John Adams to Richard Cranch, 24 March 1786 JA Cranch, Richard


John Adams to Richard Cranch, 24 March 1786 Adams, John Cranch, Richard
John Adams to Richard Cranch
My dear Brother Grosvenor Square March 24th. 1786

In yours of the 10th. of Novr.1 you desire me to give you the Connection between the Premises and conclusion, when I said that the Navigation act would compell all the other states to imitate it.2 If they do not the Massachusetts will soon get so much of their carrying Trade as will richly compensate her for any present Inconvenience.

I take it for granted that the United States will make peace with the States of Barbary altho' it may cost them two or three hundred thousand Pounds that the fears of our Sailors and Premiums of Insurance may not make a difference between our Navigation and European Navigations.

I take it for granted too, that the New England States, and such other as come into the same measure and even that New Hamp-117shire and Massachusetts if they should be alone, will take care that their Laws shall not be eluded by carrying their Produce to other states to be exported in European Bottoms.

These postulates being premised, I am of opinion the Massachusetts can build Ships and carry the produce of the southern States to markett, cheaper than the English can do it, or french, or any other Nation.

I know it is the opinion of some, that the Britons especially from the Northern and Western Parts of their Island, can sail their ships as cheap as we can, but this opinion I think is ill founded, and will appear so more clearly now, than it did before the late War for two reasons, one is the increase of taxes in Britain the other, that they do not now purchase our ready built ships, but must build them at home at a much dearer rate. I may now add, it is impossible for the English to furnish ships for the exportation of the Southern States, who will be obliged to make navigation acts to encourage their own shipping, or to hire ours which will increase the Ballance against them too much in our favour.

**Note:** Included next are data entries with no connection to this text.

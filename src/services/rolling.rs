//! Rolling-window building blocks shared by indicators, patterns and risk.
//!
//! Series functions return one entry per input value. Entries that cannot be
//! computed yet (window not filled, division by zero) are `None`.

use crate::types::Bar;

/// Keep a value only if it is finite.
pub fn finite(value: f64) -> Option<f64> {
    if value.is_finite() {
        Some(value)
    } else {
        None
    }
}

/// Divide, returning None for a zero or non-finite result.
pub fn safe_div(numerator: f64, denominator: f64) -> Option<f64> {
    if denominator == 0.0 {
        return None;
    }
    finite(numerator / denominator)
}

/// Arithmetic mean.
pub fn mean(values: &[f64]) -> Option<f64> {
    if values.is_empty() {
        return None;
    }
    finite(values.iter().sum::<f64>() / values.len() as f64)
}

/// Sample standard deviation (n - 1 denominator).
pub fn sample_std(values: &[f64]) -> Option<f64> {
    if values.len() < 2 {
        return None;
    }
    let avg = mean(values)?;
    let variance = values.iter().map(|v| (v - avg).powi(2)).sum::<f64>() / (values.len() - 1) as f64;
    finite(variance.sqrt())
}

/// Population standard deviation (n denominator).
pub fn population_std(values: &[f64]) -> Option<f64> {
    let avg = mean(values)?;
    let variance = values.iter().map(|v| (v - avg).powi(2)).sum::<f64>() / values.len() as f64;
    finite(variance.sqrt())
}

/// Mean absolute deviation around the mean.
pub fn mean_abs_deviation(values: &[f64]) -> Option<f64> {
    let avg = mean(values)?;
    mean(&values.iter().map(|v| (v - avg).abs()).collect::<Vec<_>>())
}

pub fn max(values: &[f64]) -> Option<f64> {
    values.iter().copied().fold(None, |acc, v| match acc {
        Some(m) if m >= v => Some(m),
        _ => Some(v),
    })
}

pub fn min(values: &[f64]) -> Option<f64> {
    values.iter().copied().fold(None, |acc, v| match acc {
        Some(m) if m <= v => Some(m),
        _ => Some(v),
    })
}

/// Least-squares slope of `values` against their index.
pub fn linear_slope(values: &[f64]) -> Option<f64> {
    let n = values.len();
    if n < 2 {
        return None;
    }
    let x_mean = (n - 1) as f64 / 2.0;
    let y_mean = mean(values)?;

    let mut numerator = 0.0;
    let mut denominator = 0.0;
    for (i, y) in values.iter().enumerate() {
        let dx = i as f64 - x_mean;
        numerator += dx * (y - y_mean);
        denominator += dx * dx;
    }
    safe_div(numerator, denominator)
}

/// Percentage change from `from` to `to`.
pub fn pct_change(from: f64, to: f64) -> Option<f64> {
    safe_div(to - from, from).map(|r| r * 100.0)
}

/// Apply `f` to each full trailing window of `period` values.
pub fn rolling<F>(values: &[f64], period: usize, f: F) -> Vec<Option<f64>>
where
    F: Fn(&[f64]) -> Option<f64>,
{
    (0..values.len())
        .map(|i| {
            if period == 0 || i + 1 < period {
                None
            } else {
                f(&values[i + 1 - period..=i])
            }
        })
        .collect()
}

/// Like [`rolling`], but the window is undefined if any entry in it is.
pub fn rolling_opt<F>(values: &[Option<f64>], period: usize, f: F) -> Vec<Option<f64>>
where
    F: Fn(&[f64]) -> Option<f64>,
{
    (0..values.len())
        .map(|i| {
            if period == 0 || i + 1 < period {
                return None;
            }
            let window: Option<Vec<f64>> = values[i + 1 - period..=i].iter().copied().collect();
            window.and_then(|w| f(&w))
        })
        .collect()
}

/// Simple moving average series.
pub fn sma(values: &[f64], period: usize) -> Vec<Option<f64>> {
    rolling(values, period, mean)
}

/// Exponential moving average with alpha = 2 / (period + 1), seeded with the first value.
pub fn ema(values: &[f64], period: usize) -> Vec<f64> {
    let alpha = 2.0 / (period as f64 + 1.0);
    let mut result = Vec::with_capacity(values.len());
    let mut prev: Option<f64> = None;

    for &value in values {
        let next = match prev {
            None => value,
            Some(p) => alpha * value + (1.0 - alpha) * p,
        };
        result.push(next);
        prev = Some(next);
    }

    result
}

/// Rolling sample standard deviation series.
pub fn rolling_std(values: &[f64], period: usize) -> Vec<Option<f64>> {
    rolling(values, period, sample_std)
}

pub fn rolling_max(values: &[f64], period: usize) -> Vec<Option<f64>> {
    rolling(values, period, max)
}

pub fn rolling_min(values: &[f64], period: usize) -> Vec<Option<f64>> {
    rolling(values, period, min)
}

/// True range per bar. The first bar has no previous close and uses high - low.
pub fn true_range(bars: &[Bar]) -> Vec<f64> {
    bars.iter()
        .enumerate()
        .map(|(i, bar)| {
            let high_low = bar.high - bar.low;
            if i == 0 {
                return high_low;
            }
            let prev_close = bars[i - 1].close;
            high_low
                .max((bar.high - prev_close).abs())
                .max((bar.low - prev_close).abs())
        })
        .collect()
}

pub fn closes(bars: &[Bar]) -> Vec<f64> {
    bars.iter().map(|b| b.close).collect()
}

pub fn highs(bars: &[Bar]) -> Vec<f64> {
    bars.iter().map(|b| b.high).collect()
}

pub fn lows(bars: &[Bar]) -> Vec<f64> {
    bars.iter().map(|b| b.low).collect()
}

pub fn volumes(bars: &[Bar]) -> Vec<f64> {
    bars.iter().map(|b| b.volume).collect()
}

/// Last entry of a series, flattened.
pub fn last(series: &[Option<f64>]) -> Option<f64> {
    series.last().copied().flatten().and_then(finite)
}

/// The trailing `count` elements (or all of them if shorter).
pub fn tail<T>(values: &[T], count: usize) -> &[T] {
    &values[values.len().saturating_sub(count)..]
}

#[cfg(test)]
mod tests {
    use super::*;

    fn approx(a: f64, b: f64) -> bool {
        (a - b).abs() < 1e-9
    }

    #[test]
    fn test_sma_window() {
        let values = vec![1.0, 2.0, 3.0, 4.0, 5.0];
        let result = sma(&values, 3);
        assert_eq!(result[0], None);
        assert_eq!(result[1], None);
        assert_eq!(result[2], Some(2.0));
        assert_eq!(result[4], Some(4.0));
    }

    #[test]
    fn test_ema_seeded_with_first_value() {
        let values = vec![10.0, 20.0];
        let result = ema(&values, 3);
        assert_eq!(result[0], 10.0);
        // alpha = 0.5
        assert!(approx(result[1], 15.0));
    }

    #[test]
    fn test_sample_vs_population_std() {
        let values = vec![2.0, 4.0, 4.0, 4.0, 5.0, 5.0, 7.0, 9.0];
        assert!(approx(population_std(&values).unwrap(), 2.0));
        assert!(sample_std(&values).unwrap() > 2.0);
        assert_eq!(sample_std(&[1.0]), None);
    }

    #[test]
    fn test_mean_abs_deviation() {
        let values = vec![1.0, 2.0, 3.0];
        assert!(approx(mean_abs_deviation(&values).unwrap(), 2.0 / 3.0));
    }

    #[test]
    fn test_linear_slope() {
        let values = vec![1.0, 3.0, 5.0, 7.0];
        assert!(approx(linear_slope(&values).unwrap(), 2.0));
        assert!(approx(linear_slope(&[5.0, 5.0, 5.0]).unwrap(), 0.0));
        assert_eq!(linear_slope(&[1.0]), None);
    }

    #[test]
    fn test_safe_div_zero() {
        assert_eq!(safe_div(1.0, 0.0), None);
        assert_eq!(safe_div(1.0, 2.0), Some(0.5));
    }

    #[test]
    fn test_rolling_opt_propagates_gaps() {
        let values = vec![None, Some(1.0), Some(2.0), Some(3.0)];
        let result = rolling_opt(&values, 2, mean);
        assert_eq!(result[1], None);
        assert_eq!(result[2], Some(1.5));
        assert_eq!(result[3], Some(2.5));
    }

    #[test]
    fn test_true_range_first_bar() {
        let bars = vec![
            Bar::new(0, 10.0, 12.0, 9.0, 11.0, 0.0),
            Bar::new(1, 11.0, 11.5, 10.5, 11.0, 0.0),
            Bar::new(2, 14.0, 15.0, 13.0, 14.0, 0.0),
        ];
        let tr = true_range(&bars);
        assert_eq!(tr[0], 3.0);
        assert_eq!(tr[1], 1.0);
        // gap up: high - prev close
        assert_eq!(tr[2], 4.0);
    }

    #[test]
    fn test_min_max_tail() {
        let values = vec![3.0, 1.0, 4.0, 1.0, 5.0];
        assert_eq!(max(&values), Some(5.0));
        assert_eq!(min(&values), Some(1.0));
        assert_eq!(tail(&values, 2), &[1.0, 5.0]);
        assert_eq!(tail(&values, 10).len(), 5);
        assert_eq!(max(&[]), None);
    }
}
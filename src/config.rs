use std::env;
use std::time::Duration;

/// Weights applied to the four master score components.
#[derive(Debug, Clone, Copy, PartialEq)]
pub struct MasterScoreWeights {
    pub short_term: f64,
    pub medium_term: f64,
    pub long_term: f64,
    pub risk: f64,
}

impl Default for MasterScoreWeights {
    fn default() -> Self {
        Self {
            short_term: 0.30,
            medium_term: 0.30,
            long_term: 0.20,
            risk: 0.20,
        }
    }
}

impl MasterScoreWeights {
    /// Parse "short,medium,long,risk". Returns None unless all four are finite and non-negative.
    pub fn parse(s: &str) -> Option<Self> {
        let parts: Vec<f64> = s
            .split(',')
            .map(|p| p.trim().parse::<f64>())
            .collect::<Result<_, _>>()
            .ok()?;
        if parts.len() != 4 || parts.iter().any(|w| !w.is_finite() || *w < 0.0) {
            return None;
        }
        Some(Self {
            short_term: parts[0],
            medium_term: parts[1],
            long_term: parts[2],
            risk: parts[3],
        })
    }

    /// Sum of all weights.
    pub fn total(&self) -> f64 {
        self.short_term + self.medium_term + self.long_term + self.risk
    }

    /// Weights rescaled to sum to one. Callers check `total() > 0` first.
    pub fn normalized(&self) -> Self {
        let total = self.total();
        Self {
            short_term: self.short_term / total,
            medium_term: self.medium_term / total,
            long_term: self.long_term / total,
            risk: self.risk / total,
        }
    }
}

/// Points a signal contributes to its timeframe sub-score, by strength.
#[derive(Debug, Clone, Copy, PartialEq)]
pub struct StrengthPoints {
    pub weak: f64,
    pub medium: f64,
    pub strong: f64,
    pub very_strong: f64,
}

impl Default for StrengthPoints {
    fn default() -> Self {
        Self {
            weak: 5.0,
            medium: 10.0,
            strong: 15.0,
            very_strong: 20.0,
        }
    }
}

impl StrengthPoints {
    /// Parse "weak,medium,strong,very_strong".
    pub fn parse(s: &str) -> Option<Self> {
        let parts: Vec<f64> = s
            .split(',')
            .map(|p| p.trim().parse::<f64>())
            .collect::<Result<_, _>>()
            .ok()?;
        if parts.len() != 4 || parts.iter().any(|p| !p.is_finite()) {
            return None;
        }
        Some(Self {
            weak: parts[0],
            medium: parts[1],
            strong: parts[2],
            very_strong: parts[3],
        })
    }
}

/// Tunable constants for the master score fusion.
#[derive(Debug, Clone, Copy, Default, PartialEq)]
pub struct ScoringConfig {
    pub weights: MasterScoreWeights,
    pub strength_points: StrengthPoints,
}

/// Record retention periods in days.
#[derive(Debug, Clone)]
pub struct RetentionConfig {
    /// Evaluated signal records retention (default: 365 days).
    pub signal_records_days: u32,
}

impl Default for RetentionConfig {
    fn default() -> Self {
        Self {
            signal_records_days: 365,
        }
    }
}

/// Application configuration.
#[derive(Debug, Clone)]
pub struct Config {
    /// SQLite database path for signal performance records (None = in-memory store).
    pub database_path: Option<String>,
    /// TTL for cached investment decisions.
    pub cache_ttl: Duration,
    /// Whether each decision is recorded with the performance tracker.
    pub record_signals: bool,
    /// Master score weights and signal points.
    pub scoring: ScoringConfig,
    /// Retention periods.
    pub retention: RetentionConfig,
}

impl Default for Config {
    fn default() -> Self {
        Self {
            database_path: None,
            cache_ttl: Duration::from_secs(300),
            record_signals: true,
            scoring: ScoringConfig::default(),
            retention: RetentionConfig::default(),
        }
    }
}

impl Config {
    /// Load configuration from environment variables.
    pub fn from_env() -> Self {
        let defaults = Self::default();

        let weights = env::var("AUGUR_WEIGHTS")
            .ok()
            .and_then(|s| {
                let parsed = MasterScoreWeights::parse(&s);
                if parsed.is_none() {
                    tracing::warn!("Ignoring malformed AUGUR_WEIGHTS: {}", s);
                }
                parsed
            })
            .unwrap_or_default();

        let strength_points = env::var("AUGUR_STRENGTH_POINTS")
            .ok()
            .and_then(|s| {
                let parsed = StrengthPoints::parse(&s);
                if parsed.is_none() {
                    tracing::warn!("Ignoring malformed AUGUR_STRENGTH_POINTS: {}", s);
                }
                parsed
            })
            .unwrap_or_default();

        Self {
            database_path: env::var("AUGUR_DATABASE_PATH").ok().filter(|p| !p.is_empty()),
            cache_ttl: env::var("AUGUR_CACHE_TTL_SECS")
                .ok()
                .and_then(|s| s.parse().ok())
                .map(Duration::from_secs)
                .unwrap_or(defaults.cache_ttl),
            record_signals: env::var("AUGUR_RECORD_SIGNALS")
                .map(|v| v != "false" && v != "0")
                .unwrap_or(defaults.record_signals),
            scoring: ScoringConfig {
                weights,
                strength_points,
            },
            retention: RetentionConfig {
                signal_records_days: env::var("AUGUR_RETENTION_DAYS")
                    .ok()
                    .and_then(|s| s.parse().ok())
                    .unwrap_or(defaults.retention.signal_records_days),
            },
        }
    }
}

#[cfg(test)]
mod tests {
    use super::*;

    #[test]
    fn test_default_weights_sum_to_one() {
        let weights = MasterScoreWeights::default();
        assert!((weights.total() - 1.0).abs() < 1e-9);
    }

    #[test]
    fn test_weights_parse() {
        let weights = MasterScoreWeights::parse("0.4, 0.3, 0.2, 0.1").unwrap();
        assert_eq!(weights.short_term, 0.4);
        assert_eq!(weights.risk, 0.1);
    }

    #[test]
    fn test_weights_parse_rejects_malformed() {
        assert!(MasterScoreWeights::parse("0.4,0.3,0.2").is_none());
        assert!(MasterScoreWeights::parse("a,b,c,d").is_none());
        assert!(MasterScoreWeights::parse("0.4,0.3,0.2,-0.1").is_none());
    }

    #[test]
    fn test_strength_points_default() {
        let points = StrengthPoints::default();
        assert_eq!(points.weak, 5.0);
        assert_eq!(points.medium, 10.0);
        assert_eq!(points.strong, 15.0);
        assert_eq!(points.very_strong, 20.0);
    }

    #[test]
    fn test_strength_points_parse() {
        let points = StrengthPoints::parse("1,2,3,4").unwrap();
        assert_eq!(points.very_strong, 4.0);
    }
}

Let it be considered further, that if we can purchase raw sugars in France with our Oil, refine them in Boston and then send them to Petersburgh to purchase Hemp and Duck, Navigation will support our oil trade and that our Navigation.

If any thing can prevent this conclusion it must be the want of Industry, and the Excess of luxury in our Merchants and others. But if Luxury and Idleness are more prevalent in the Massachusetts, than in England at present, they will not be so long, for the unbounded Credit which gave rise to it, is at an End. Yours

J. A.

LbC in WSS's hand (Adams Papers.)


Adams Papers.


In an effort to stimulate the state and national economy, Massachusetts, on 23 June 1785, passed a navigation act prohibiting British vessels from carrying Massachusetts exports, levying higher duties on imports transported by foreign vessels than those on American ships, and restricting entry of foreign bottoms carrying imports to three Massachusetts ports—Boston, Falmouth (later Portland, Maine), and Dartmouth (Mass., Acts and Laws , Acts of 1785, May sess., ch. 8).